On June 22, 2012, the Board of Directors of the Company, pursuant to the authority conferred on it by Section 7 of Article VII of the Company’s Amended and Restated Bylaws (the “Original Bylaws”), approved an amendment and restatement of the Company’s bylaws effective August 8, 2012 (the “Amended Bylaws”). The Amended Bylaws clarify that the Company may issue and transact in uncertificated shares of its capital stock, whereas the Original Bylaws did not address the issue. Additionally, the Amended Bylaws require a stockholder who desires to bring business before an annual meeting of stockholders, or who desires to nominate one or more persons for election as a director of the Company at an annual meeting, to provide at least 90 and no more than 120 days’ notice prior to the one year anniversary of the preceding year’s meeting, in contrast to the 60 to 90 day periods contained in the Original Bylaws, in each case subject to limited exceptions, and also to provide certain additional information about the stockholder, the stockholder’s direct and indirect interests in the Company’s capital stock, including both voting and pecuniary rights, the nature of the business proposed to be conducted at the meeting, and the person or persons to be nominated to be elected as directors of the Company, as applicable. With respect to the nomination of directors at a special meeting, the Amended Bylaws provide for notice no earlier than the 120th day prior to such special meeting and not later than the close of business on the later of (i) the 90th day prior to such special meeting or (ii) the 10th day following the day on which notice of the date of the special meeting was mailed or public disclosure was made, in contrast to the 90 and 60 day thresholds contained in the Original Bylaws. Further, the Amended Bylaws permit the Board of Directors, Chairman of the Board or Chief Executive Officer to postpone or reschedule any previously scheduled special meeting, which action was not addressed in the Original Bylaws. Finally, the Amended Bylaws require that certain legal actions or proceedings shall only be brought in the Court of Chancery of the State of Delaware, whereas the Original Bylaws did not address the issue.

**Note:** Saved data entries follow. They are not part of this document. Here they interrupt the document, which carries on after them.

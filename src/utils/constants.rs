//! Shared configuration constants for the inliner
//!
//! Default values used by the HTTP loader and the CLI, kept in one place to
//! avoid magic numbers.

use std::time::Duration;

/// Stylesheet download timeout: 30 seconds
pub const DEFAULT_CSS_TIMEOUT: Duration = Duration::from_secs(30);

/// Image download timeout: 60 seconds
///
/// Images are larger than stylesheets on average and often come from slower
/// CDNs.
pub const DEFAULT_IMAGE_TIMEOUT: Duration = Duration::from_secs(60);

/// Font download timeout: 60 seconds
pub const DEFAULT_FONT_TIMEOUT: Duration = Duration::from_secs(60);

/// Maximum stylesheet size: 2 MiB
///
/// Based on the 99th percentile of real-world CSS plus margin.
/// Typical: 50-200KB, large frameworks: 500KB-1MB.
pub const MAX_CSS_SIZE: usize = 2 * 1024 * 1024;

/// Maximum image size: 5 MiB
///
/// Anything bigger should not end up as a data URI.
pub const MAX_IMAGE_SIZE: usize = 5 * 1024 * 1024;

/// Maximum font size: 5 MiB
///
/// Typical WOFF2: 20-150KB, full CJK fonts: several MB.
pub const MAX_FONT_SIZE: usize = 5 * 1024 * 1024;

/// Query parameter appended when caches must be bypassed
pub const CACHE_BUST_PARAM: &str = "_";

/// Chrome user agent string sent with every HTTP request
///
/// Updated: 2025-01-29 to Chrome 132 (current stable)
///
/// Reference: https://chromiumdash.appspot.com/schedule
pub const CHROME_USER_AGENT: &str = "Mozilla/5.0 (Windows NT 10.0; Win64; x64) AppleWebKit/537.36 (KHTML, like Gecko) Chrome/132.0.6834.160 Safari/537.36";
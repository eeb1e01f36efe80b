//! Type definitions for resource inlining

use serde::{Deserialize, Serialize};

/// Resource type for error tracking
#[derive(Debug, Clone, Copy, PartialEq, Eq, Hash, Serialize, Deserialize)]
#[serde(rename_all = "camelCase")]
pub enum ResourceType {
    Stylesheet,
    BackgroundImage,
    FontFace,
}

impl ResourceType {
    /// Human-readable resource label used in error messages
    #[must_use]
    pub fn label(self) -> &'static str {
        match self {
            ResourceType::Stylesheet => "stylesheet",
            ResourceType::BackgroundImage => "background-image",
            ResourceType::FontFace => "font-face",
        }
    }
}

/// Error record for a resource that could not be loaded
#[derive(Debug, Clone, PartialEq, Eq, Serialize, Deserialize)]
#[serde(rename_all = "camelCase")]
pub struct InliningError {
    pub resource_type: ResourceType,
    pub url: String,
    pub msg: String,
}

impl InliningError {
    /// Build the record with the standard `Unable to load <kind> <url>` message
    pub fn unable_to_load(resource_type: ResourceType, url: impl Into<String>) -> Self {
        let url = url.into();
        let msg = format!("Unable to load {} {url}", resource_type.label());
        Self {
            resource_type,
            url,
            msg,
        }
    }
}

impl std::fmt::Display for InliningError {
    fn fmt(&self, f: &mut std::fmt::Formatter<'_>) -> std::fmt::Result {
        f.write_str(&self.msg)
    }
}

/// Result of `@import` resolution
#[derive(Debug, Clone, Default, PartialEq, Eq)]
pub struct ImportOutcome {
    /// At least one import was replaced by fetched rules or dropped as a duplicate
    pub has_changes: bool,
    /// Failures from every nesting level, in encounter order
    pub errors: Vec<InliningError>,
}

/// Result of inlining background images and fonts
#[derive(Debug, Clone, Default, PartialEq, Eq)]
pub struct ResourceOutcome {
    /// At least one URL was rewritten to a data URI
    pub changed: bool,
    pub errors: Vec<InliningError>,
}

/// Result of the full inlining pipeline with success and failure tracking
#[derive(Debug, Clone, Serialize)]
#[serde(rename_all = "camelCase")]
pub struct InliningResult {
    pub css: String,
    pub has_changes: bool,
    pub failures: Vec<InliningError>,
}

impl InliningResult {
    /// Check if any failures occurred
    #[must_use]
    pub fn has_failures(&self) -> bool {
        !self.failures.is_empty()
    }

    /// Failures of one resource kind
    pub fn failures_of(&self, resource_type: ResourceType) -> impl Iterator<Item = &InliningError> {
        self.failures
            .iter()
            .filter(move |f| f.resource_type == resource_type)
    }
}
//! URL and path manipulation utilities.
//!
//! This module maps between the URLs the inliner works with and the local
//! files the loader and CLI read.

use anyhow::{Context, Result};
use std::path::{Path, PathBuf};
use url::Url;

/// Check if a URL is fetchable over HTTP(S)
#[must_use]
pub fn is_http_url(url: &str) -> bool {
    if url.is_empty() {
        return false;
    }

    match Url::parse(url) {
        Ok(parsed) => matches!(parsed.scheme(), "http" | "https"),
        Err(_) => false,
    }
}

/// Local filesystem path for a `file:` URL or a bare (relative or absolute) path
///
/// Returns `None` for URLs with any other scheme.
#[must_use]
pub fn local_path(url: &str) -> Option<PathBuf> {
    match Url::parse(url) {
        Ok(parsed) if parsed.scheme() == "file" => parsed.to_file_path().ok(),
        // Windows drive letters parse as a one-letter scheme
        Ok(parsed) if parsed.scheme().len() == 1 => Some(PathBuf::from(url)),
        Ok(_) => None,
        Err(_) => Some(PathBuf::from(strip_query_and_fragment(url))),
    }
}

/// Turn CLI input (URL or path) into the URL used as the top-level base
pub fn input_to_url(input: &str) -> Result<String> {
    if is_http_url(input) || input.starts_with("file:") {
        return Ok(input.to_string());
    }

    let path = Path::new(input);
    let absolute = std::fs::canonicalize(path)
        .with_context(|| format!("Failed to resolve input path {}", path.display()))?;
    let url = Url::from_file_path(&absolute)
        .map_err(|()| anyhow::anyhow!("Path is not absolute: {}", absolute.display()))?;

    Ok(url.to_string())
}

/// Lowercased file extension of a URL's path, ignoring query and fragment
#[must_use]
pub fn url_extension(url: &str) -> Option<String> {
    Path::new(strip_query_and_fragment(url))
        .extension()
        .and_then(|ext| ext.to_str())
        .map(str::to_ascii_lowercase)
}

/// Image MIME type from a URL's extension
#[must_use]
pub fn image_mime_from_extension(url: &str) -> &'static str {
    match url_extension(url).as_deref() {
        Some("png") => "image/png",
        Some("jpg" | "jpeg") => "image/jpeg",
        Some("gif") => "image/gif",
        Some("svg") => "image/svg+xml",
        Some("webp") => "image/webp",
        Some("bmp") => "image/bmp",
        Some("ico") => "image/x-icon",
        Some("avif") => "image/avif",
        _ => "application/octet-stream",
    }
}

fn strip_query_and_fragment(url: &str) -> &str {
    url.split(['?', '#']).next().unwrap_or(url)
}
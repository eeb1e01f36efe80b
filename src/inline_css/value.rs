//! Token-level scanning of declaration values
//!
//! Resource rewriting has to touch only the `url(...)` token and leave every
//! other byte of the value (sibling layers, positions, colours, `local()` and
//! `format()` qualifiers) exactly as written. The scanners here report byte
//! ranges into the value text; [`splice`] applies replacements by range.

use std::ops::Range;

use cssparser::{ParseError, Parser, ParserInput, Token};

/// One comma-separated entry of an `@font-face` `src` value
#[derive(Debug, Clone, Default, PartialEq, Eq)]
pub struct FontSource {
    /// Byte range of the `url(...)` token, if the entry has one
    pub url: Option<Range<usize>>,
    /// Argument of a `format(...)` qualifier
    pub format: Option<String>,
    /// Entry is a `local(...)` reference
    pub local: bool,
}

/// Byte ranges of every `url(...)` token in a value, in source order.
///
/// Tokens nested inside other functions (`image-set(...)`, vendor gradients)
/// are included.
#[must_use]
pub fn url_token_ranges(value: &str) -> Vec<Range<usize>> {
    let mut input = ParserInput::new(value);
    let mut parser = Parser::new(&mut input);
    let mut ranges = Vec::new();
    collect_url_tokens(&mut parser, &mut ranges);
    ranges
}

fn collect_url_tokens<'i>(input: &mut Parser<'i, '_>, ranges: &mut Vec<Range<usize>>) {
    loop {
        input.skip_whitespace();
        let start = input.position();
        let token = match input.next() {
            Ok(token) => token.clone(),
            Err(_) => break,
        };

        match token {
            Token::UnquotedUrl(_) => {
                ranges.push(start.byte_index()..input.position().byte_index());
            }
            Token::Function(ref name) if name.eq_ignore_ascii_case("url") => {
                let _ = input.parse_nested_block(|nested| {
                    while nested.next().is_ok() {}
                    Ok::<_, ParseError<'i, ()>>(())
                });
                ranges.push(start.byte_index()..input.position().byte_index());
            }
            Token::Function(_) | Token::ParenthesisBlock | Token::SquareBracketBlock => {
                let _ = input.parse_nested_block(|nested| {
                    collect_url_tokens(nested, ranges);
                    Ok::<_, ParseError<'i, ()>>(())
                });
            }
            _ => {}
        }
    }
}

/// Split an `@font-face` `src` value into its comma-separated sources
#[must_use]
pub fn font_sources(value: &str) -> Vec<FontSource> {
    let mut input = ParserInput::new(value);
    let mut parser = Parser::new(&mut input);
    scan_font_sources(&mut parser)
}

fn scan_font_sources<'i>(parser: &mut Parser<'i, '_>) -> Vec<FontSource> {
    let mut sources = Vec::new();
    let mut current = FontSource::default();

    loop {
        parser.skip_whitespace();
        let start = parser.position();
        let token = match parser.next() {
            Ok(token) => token.clone(),
            Err(_) => break,
        };

        match token {
            Token::Comma => sources.push(std::mem::take(&mut current)),
            Token::UnquotedUrl(_) => {
                if current.url.is_none() {
                    current.url = Some(start.byte_index()..parser.position().byte_index());
                }
            }
            Token::Function(ref name) if name.eq_ignore_ascii_case("url") => {
                let _ = parser.parse_nested_block(|nested| {
                    while nested.next().is_ok() {}
                    Ok::<_, ParseError<'i, ()>>(())
                });
                if current.url.is_none() {
                    current.url = Some(start.byte_index()..parser.position().byte_index());
                }
            }
            Token::Function(ref name) if name.eq_ignore_ascii_case("format") => {
                let format = parser
                    .parse_nested_block(|nested| {
                        nested
                            .expect_ident_or_string()
                            .map(|s| s.to_string())
                            .map_err(ParseError::<'i, ()>::from)
                    })
                    .ok();
                current.format = format;
            }
            Token::Function(ref name) if name.eq_ignore_ascii_case("local") => {
                current.local = true;
            }
            _ => {}
        }
    }

    if current != FontSource::default() {
        sources.push(current);
    }
    sources
}

/// Replace byte ranges of `value`. Ranges must not overlap.
#[must_use]
pub fn splice(value: &str, mut replacements: Vec<(Range<usize>, String)>) -> String {
    if replacements.is_empty() {
        return value.to_string();
    }
    replacements.sort_by_key(|(range, _)| range.start);

    let extra: usize = replacements.iter().map(|(_, text)| text.len()).sum();
    let mut out = String::with_capacity(value.len() + extra);
    let mut last = 0;
    for (range, text) in replacements {
        out.push_str(&value[last..range.start]);
        out.push_str(&text);
        last = range.end;
    }
    out.push_str(&value[last..]);
    out
}
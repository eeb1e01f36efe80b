//! `url(...)` extraction and formatting

use lazy_static::lazy_static;
use regex::Regex;

use super::errors::InvalidUrl;

lazy_static! {
    // Only space, tab, CR, LF and form feed count as CSS whitespace here;
    // other Unicode whitespace belongs to the URL.
    static ref CSS_URL_REGEX: Regex =
        Regex::new(r#"(?s)^url\([ \t\r\n\x0C]*(?:"(.*)"|'(.*)'|(.*?))[ \t\r\n\x0C]*\)$"#)
            .expect("BUG: hardcoded url() regex is invalid - this is a compile-time bug");
}

/// Extract the bare URL from `url(...)` functional notation.
///
/// Quotes and surrounding CSS whitespace are stripped. A `data:` URI is returned
/// unchanged. Anything else (for example `local("Font")`) is rejected with
/// [`InvalidUrl`], which callers treat as "not a resource reference".
pub fn extract_url(css_url: &str) -> Result<String, InvalidUrl> {
    let captures = CSS_URL_REGEX
        .captures(css_url)
        .ok_or_else(|| InvalidUrl(css_url.to_string()))?;

    let url = captures
        .get(1)
        .or_else(|| captures.get(2))
        .or_else(|| captures.get(3))
        .map(|m| m.as_str())
        .unwrap_or_default();

    Ok(url.to_string())
}

/// Format a URL back into `url("...")` notation
#[must_use]
pub fn format_css_url(url: &str) -> String {
    let mut escaped = String::with_capacity(url.len() + 7);
    escaped.push_str("url(\"");
    for ch in url.chars() {
        match ch {
            '"' => escaped.push_str("\\\""),
            '\\' => escaped.push_str("\\\\"),
            '\n' => escaped.push_str("\\a "),
            _ => escaped.push(ch),
        }
    }
    escaped.push_str("\")");
    escaped
}

/// `data:` URIs are already inlined and never fetched
#[must_use]
pub fn is_data_uri(url: &str) -> bool {
    url.get(..5)
        .is_some_and(|scheme| scheme.eq_ignore_ascii_case("data:"))
}
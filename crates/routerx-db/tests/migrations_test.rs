//! Integration tests for database migrations and connection pooling.
//!
//! Each test creates a unique temporary database inside a shared containerized
//! PostgreSQL instance (via testcontainers), runs migrations, and drops it on
//! completion so tests are fully isolated and idempotent.

use sqlx::Row;
use uuid::Uuid;

use routerx_db::config::DbConfig;
use routerx_db::pool;

use routerx_test_utils::{create_test_db, drop_test_db, pg_url};

/// Expected tables created by the initial migration.
const EXPECTED_TABLES: &[&str] = &["schedule_logs", "tasks", "worker_pools"];

#[tokio::test]
async fn migrations_create_all_tables() {
    let (temp_pool, db_name) = create_test_db().await;

    let rows: Vec<(String,)> = sqlx::query_as(
        "SELECT tablename::text FROM pg_tables \
         WHERE schemaname = 'public' \
         ORDER BY tablename",
    )
    .fetch_all(&temp_pool)
    .await
    .expect("should list tables");

    let table_names: Vec<&str> = rows.iter().map(|(name,)| name.as_str()).collect();

    let user_tables: Vec<&str> = table_names
        .iter()
        .filter(|t| !t.starts_with("_sqlx"))
        .copied()
        .collect();

    assert_eq!(
        user_tables, EXPECTED_TABLES,
        "migration should create exactly the expected tables"
    );

    temp_pool.close().await;
    drop_test_db(&db_name).await;
}

#[tokio::test]
async fn migrations_are_idempotent() {
    let (temp_pool, db_name) = create_test_db().await;

    pool::run_migrations(&temp_pool, pool::default_migrations_path())
        .await
        .expect("second migration run should succeed (idempotent)");

    for table in EXPECTED_TABLES {
        let query = format!("SELECT COUNT(*) AS cnt FROM {table}");
        let row = sqlx::query(&query)
            .fetch_one(&temp_pool)
            .await
            .unwrap_or_else(|e| panic!("failed to count {table}: {e}"));
        let count: i64 = row.get("cnt");
        assert_eq!(count, 0, "table {table} should be empty after migrations");
    }

    temp_pool.close().await;
    drop_test_db(&db_name).await;
}

#[tokio::test]
async fn pool_creates_and_destroys_cleanly() {
    let (temp_pool, db_name) = create_test_db().await;

    let one: (i32,) = sqlx::query_as("SELECT 1")
        .fetch_one(&temp_pool)
        .await
        .expect("simple query should work");
    assert_eq!(one.0, 1);

    temp_pool.close().await;

    drop_test_db(&db_name).await;
}

#[tokio::test]
async fn table_counts_returns_expected_tables() {
    let (temp_pool, db_name) = create_test_db().await;

    let counts = pool::table_counts(&temp_pool)
        .await
        .expect("table_counts should succeed");

    let user_counts: Vec<(&str, i64)> = counts
        .iter()
        .filter(|(name, _)| !name.starts_with("_sqlx"))
        .map(|(name, count)| (name.as_str(), *count))
        .collect();

    assert_eq!(user_counts.len(), EXPECTED_TABLES.len());
    for (name, count) in &user_counts {
        assert_eq!(*count, 0, "table {name} should be empty");
    }

    temp_pool.close().await;
    drop_test_db(&db_name).await;
}

#[tokio::test]
async fn ensure_database_exists_is_idempotent() {
    let base_url = pg_url().await;
    let db_name = format!("routerx_test_{}", Uuid::new_v4().simple());
    let url = format!("{base_url}/{db_name}");
    let config = DbConfig::new(&url);

    pool::ensure_database_exists(&config)
        .await
        .expect("first ensure should succeed");

    pool::ensure_database_exists(&config)
        .await
        .expect("second ensure should succeed (idempotent)");

    drop_test_db(&db_name).await;
}
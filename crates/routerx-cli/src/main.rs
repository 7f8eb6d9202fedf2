mod config;
mod serve_cmd;

use anyhow::Context;
use clap::{Parser, Subcommand};
use serde_json::Value;
use uuid::Uuid;

use routerx_core::admission::{self, NewTaskRequest};
use routerx_core::policy::Policy;
use routerx_core::queue::Queue;
use routerx_core::runner::Runner;
use routerx_core::stats;
use routerx_db::models::{Region, TaskStatus, TaskType};
use routerx_db::queries::pools;
use routerx_db::queries::tasks::{self, TaskFilter};
use routerx_db::pool;

use config::RouterxConfig;

#[derive(Parser)]
#[command(name = "routerx", about = "Task routing and scheduling engine")]
struct Cli {
    /// Database URL (overrides ROUTERX_DATABASE_URL env var)
    #[arg(long, global = true)]
    database_url: Option<String>,

    #[command(subcommand)]
    command: Commands,
}

#[derive(Subcommand)]
enum Commands {
    /// Write a routerx config file (no database required)
    Init {
        /// PostgreSQL connection URL
        #[arg(long, default_value = "postgresql://localhost:5432/routerx")]
        db_url: String,
        /// Overwrite existing config file
        #[arg(long)]
        force: bool,
    },
    /// Initialize the routerx database: create, migrate, seed worker pools
    DbInit,
    /// Submit a new task
    Submit {
        /// Task type: order, simulation, query
        #[arg(long)]
        task_type: TaskType,
        /// Priority, 1 (lowest) to 10 (highest)
        #[arg(long)]
        priority: i32,
        /// Cost units this task will consume
        #[arg(long)]
        cost: f64,
        /// Target region: us-east, us-west, eu-west, ap-east
        #[arg(long)]
        region: Region,
        /// Arbitrary JSON metadata
        #[arg(long, default_value = "{}")]
        metadata: String,
    },
    /// List tasks
    List {
        #[arg(long)]
        status: Option<TaskStatus>,
        #[arg(long = "type")]
        task_type: Option<TaskType>,
        #[arg(long)]
        region: Option<Region>,
        #[arg(long, default_value_t = 1)]
        page: i64,
        #[arg(long, default_value_t = 10)]
        page_size: i64,
    },
    /// Show a single task
    Get {
        task_id: Uuid,
    },
    /// Cancel a queued task
    Cancel {
        task_id: Uuid,
    },
    /// List worker pools
    Workers,
    /// Show aggregated system statistics
    Stats,
    /// Show store/queue/runner health
    Health,
    /// Switch the scheduling algorithm: fifo, priority, min_cost
    Algorithm {
        algorithm: Policy,
    },
    /// Submit a batch of synthetic tasks for load testing
    Simulate {
        #[arg(long)]
        count: u32,
        #[arg(long = "type")]
        task_type: Option<TaskType>,
        #[arg(long)]
        region: Option<Region>,
    },
    /// Run the scheduler and HTTP API together
    Serve {
        #[arg(long)]
        bind: Option<String>,
        #[arg(long)]
        port: Option<u16>,
    },
}

/// Execute the `routerx init` command: write config file.
fn cmd_init(db_url: &str, force: bool) -> anyhow::Result<()> {
    let path = config::config_path();

    if path.exists() && !force {
        anyhow::bail!(
            "config file already exists at {}\nUse --force to overwrite.",
            path.display()
        );
    }

    let cfg = config::ConfigFile {
        database_url: Some(db_url.to_string()),
        ..Default::default()
    };
    config::save_config(&cfg)?;

    println!("Config written to {}", path.display());
    println!("  database_url = {db_url}");
    println!();
    println!("Next: run `routerx db-init` to create and migrate the database.");

    Ok(())
}

/// Execute the `routerx db-init` command: create database, migrate, seed pools.
async fn cmd_db_init(cli_db_url: Option<&str>) -> anyhow::Result<()> {
    let resolved = RouterxConfig::resolve(cli_db_url)?;

    println!("Initializing routerx database...");

    pool::ensure_database_exists(&resolved.db_config).await?;
    let db_pool = pool::create_pool(&resolved.db_config).await?;

    let migrations_path = pool::default_migrations_path();
    pool::run_migrations(&db_pool, migrations_path).await?;

    pools::seed_default_pools(&db_pool, &pools::SeedDefaults::default()).await?;

    if resolved.recovery_config.reset_orphaned_on_startup {
        let reset = tasks::reset_orphaned_processing(&db_pool).await?;
        if !reset.is_empty() {
            println!("Reset {} orphaned processing task(s) to failed.", reset.len());
        }
    }

    let counts = pool::table_counts(&db_pool).await?;
    println!("Database ready. Tables:");
    for (table, count) in &counts {
        println!("  {table}: {count} rows");
    }

    db_pool.close().await;
    println!("routerx db-init complete.");
    Ok(())
}

async fn build_pool(cli_db_url: Option<&str>) -> anyhow::Result<(sqlx::PgPool, RouterxConfig)> {
    let resolved = RouterxConfig::resolve(cli_db_url)?;
    let db_pool = pool::create_pool(&resolved.db_config).await?;
    Ok((db_pool, resolved))
}

#[tokio::main]
async fn main() -> anyhow::Result<()> {
    tracing_subscriber::fmt()
        .with_env_filter(
            tracing_subscriber::EnvFilter::try_from_default_env()
                .unwrap_or_else(|_| tracing_subscriber::EnvFilter::new("info")),
        )
        .init();

    let cli = Cli::parse();

    match cli.command {
        Commands::Init { db_url, force } => {
            cmd_init(&db_url, force)?;
        }
        Commands::DbInit => {
            cmd_db_init(cli.database_url.as_deref()).await?;
        }
        Commands::Submit {
            task_type,
            priority,
            cost,
            region,
            metadata,
        } => {
            let (db_pool, _) = build_pool(cli.database_url.as_deref()).await?;
            let metadata: Value =
                serde_json::from_str(&metadata).context("--metadata must be valid JSON")?;
            let queue = Queue::unbounded();
            let task = admission::submit(
                &db_pool,
                &queue,
                NewTaskRequest {
                    task_type,
                    priority,
                    cost,
                    region,
                    metadata,
                },
            )
            .await;
            db_pool.close().await;
            let task = task.map_err(|e| anyhow::anyhow!("{e}"))?;
            println!("{}", serde_json::to_string_pretty(&task)?);
        }
        Commands::List {
            status,
            task_type,
            region,
            page,
            page_size,
        } => {
            let (db_pool, _) = build_pool(cli.database_url.as_deref()).await?;
            let filter = TaskFilter {
                status,
                task_type,
                region,
            };
            let found = tasks::list_tasks(&db_pool, &filter, page, page_size).await;
            db_pool.close().await;
            println!("{}", serde_json::to_string_pretty(&found?)?);
        }
        Commands::Get { task_id } => {
            let (db_pool, _) = build_pool(cli.database_url.as_deref()).await?;
            let task = tasks::get_task(&db_pool, task_id).await;
            db_pool.close().await;
            match task? {
                Some(t) => println!("{}", serde_json::to_string_pretty(&t)?),
                None => anyhow::bail!("task {task_id} not found"),
            }
        }
        Commands::Cancel { task_id } => {
            let (db_pool, _) = build_pool(cli.database_url.as_deref()).await?;
            let result = admission::cancel(&db_pool, task_id).await;
            db_pool.close().await;
            result.map_err(|e| anyhow::anyhow!("{e}"))?;
            println!("Task {task_id} cancelled.");
        }
        Commands::Workers => {
            let (db_pool, _) = build_pool(cli.database_url.as_deref()).await?;
            let worker_pools = pools::list_pools(&db_pool).await;
            db_pool.close().await;
            println!("{}", serde_json::to_string_pretty(&worker_pools?)?);
        }
        Commands::Stats => {
            let (db_pool, resolved) = build_pool(cli.database_url.as_deref()).await?;
            let queue = Queue::unbounded();
            let runner = Runner::new(
                db_pool.clone(),
                queue.clone(),
                1,
                resolved.scheduler_config,
                resolved.executor_config,
            );
            let snapshot = stats::get_stats(&db_pool, &queue, &runner).await;
            db_pool.close().await;
            println!("{}", serde_json::to_string_pretty(&snapshot?)?);
        }
        Commands::Health => {
            let (db_pool, resolved) = build_pool(cli.database_url.as_deref()).await?;
            let queue = Queue::unbounded();
            let runner = Runner::new(
                db_pool.clone(),
                queue.clone(),
                1,
                resolved.scheduler_config,
                resolved.executor_config,
            );
            let health = stats::health(&db_pool, &queue, &runner).await;
            db_pool.close().await;
            println!("{}", serde_json::to_string_pretty(&health)?);
        }
        Commands::Algorithm { algorithm } => {
            println!(
                "Note: `routerx algorithm` only has effect against a running `routerx serve` \
                 instance; use POST /api/v1/algorithms/switch. Requested: {algorithm}"
            );
        }
        Commands::Simulate {
            count,
            task_type,
            region,
        } => {
            let (db_pool, _) = build_pool(cli.database_url.as_deref()).await?;
            let queue = Queue::unbounded();
            let mut accepted = 0u32;
            for i in 0..count {
                let tt = task_type.unwrap_or(match i % 3 {
                    0 => TaskType::Order,
                    1 => TaskType::Simulation,
                    _ => TaskType::Query,
                });
                let rg = region.unwrap_or(match i % 4 {
                    0 => Region::UsEast,
                    1 => Region::UsWest,
                    2 => Region::EuWest,
                    _ => Region::ApEast,
                });
                use rand::Rng;
                let mut rng = rand::rng();
                let priority = rng.random_range(1..=10);
                let cost = rng.random_range(0.1..10.0);

                if admission::submit(
                    &db_pool,
                    &queue,
                    NewTaskRequest {
                        task_type: tt,
                        priority,
                        cost,
                        region: rg,
                        metadata: serde_json::json!({ "simulated": true }),
                    },
                )
                .await
                .is_ok()
                {
                    accepted += 1;
                }
            }
            db_pool.close().await;
            println!("Submitted {accepted}/{count} simulated tasks.");
        }
        Commands::Serve { bind, port } => {
            let (db_pool, resolved) = build_pool(cli.database_url.as_deref()).await?;

            if resolved.recovery_config.reset_orphaned_on_startup {
                let reset = tasks::reset_orphaned_processing(&db_pool).await?;
                if !reset.is_empty() {
                    tracing::warn!(count = reset.len(), "reset orphaned processing tasks");
                }
            }

            let concurrency = pools::total_capacity(&db_pool).await?.max(1) as usize;
            let queue = Queue::unbounded();
            let runner = Runner::new(
                db_pool.clone(),
                queue.clone(),
                concurrency,
                resolved.scheduler_config,
                resolved.executor_config,
            );
            runner.start().await;

            let bind = bind.unwrap_or(resolved.server_bind);
            let port = port.unwrap_or(resolved.server_port);
            let result = serve_cmd::run_serve(db_pool.clone(), queue, runner, &bind, port).await;
            db_pool.close().await;
            result?;
        }
    }

    Ok(())
}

The foregoing description of the revised terms of the Amended Bylaws is qualified in its entirety by the full text of the Amended Bylaws, which is included as Exhibit 3.2 to this Current Report on Form 8-K and incorporated herein by reference.

 

Item 9.01 Financial Statements and Exhibits.

 

  (d) Exhibits.

The following exhibits are attached to this Current Report on Form 8-K:

 

Exhibit No.

 

Description

3.2   Form of Second Amended and Restated Bylaws of the Company.
99.1   Press Release dated August 8, 2012.


SIGNATURES

Pursuant to the requirements of the Securities Exchange Act of 1934, the registrant has duly caused this report to be signed on its behalf by the undersigned hereunto duly authorized.

Date: August 8, 2012

 

SPECTRUM PHARMACEUTICALS, INC.
By:  

/s/ Brett L. Scott

  Brett L. Scott
  Senior Vice President and Acting Chief Financial Officer


EXHIBIT INDEX

 

Exhibit No.

  

Description

3.2    Form of Second Amended and Restated Bylaws of the Company.
99.1    Press Release dated August 8, 2012.